Content starts
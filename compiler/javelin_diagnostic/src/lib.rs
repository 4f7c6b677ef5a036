//! Diagnostics for the Javelin front end.
//!
//! The lexer and parser never format or print anything themselves: they
//! build [`Diagnostic`] values (stable code, message, primary span) and hand
//! them to a [`DiagnosticSink`]. Presentation -- formatting, localization,
//! terminal rendering -- belongs to whatever sits behind the sink.
//!
//! [`LineMap`] translates byte offsets to line/column pairs for sinks that
//! want positional output; it is built from the raw source buffer and is
//! not consulted by the front end itself.

mod diagnostic;
mod error_code;
mod line_map;
mod sink;

pub use diagnostic::{Diagnostic, Severity};
pub use error_code::ErrorCode;
pub use line_map::LineMap;
pub use sink::{CollectingSink, DiagnosticSink};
Content ends
Instructions to follow |
An exact transcription of the data above is required.

Solution |
filename compiler/javelin_diagnostic/src/lib.rs
repository 4f7c6b677ef5a036
//! Diagnostics for the Javelin front end.
//!
//! The lexer and parser never format or print anything themselves: they
//! build [`Diagnostic`] values (stable code, message, primary span) and hand
//! them to a [`DiagnosticSink`]. Presentation -- formatting, localization,
//! terminal rendering -- belongs to whatever sits behind the sink.
//!
//! [`LineMap`] translates byte offsets to line/column pairs for sinks that
//! want positional output; it is built from the raw source buffer and is
//! not consulted by the front end itself.

mod diagnostic;
mod error_code;
mod line_map;
mod sink;

pub use diagnostic::{Diagnostic, Severity};
pub use error_code::ErrorCode;
pub use line_map::LineMap;
pub use sink::{CollectingSink, DiagnosticSink};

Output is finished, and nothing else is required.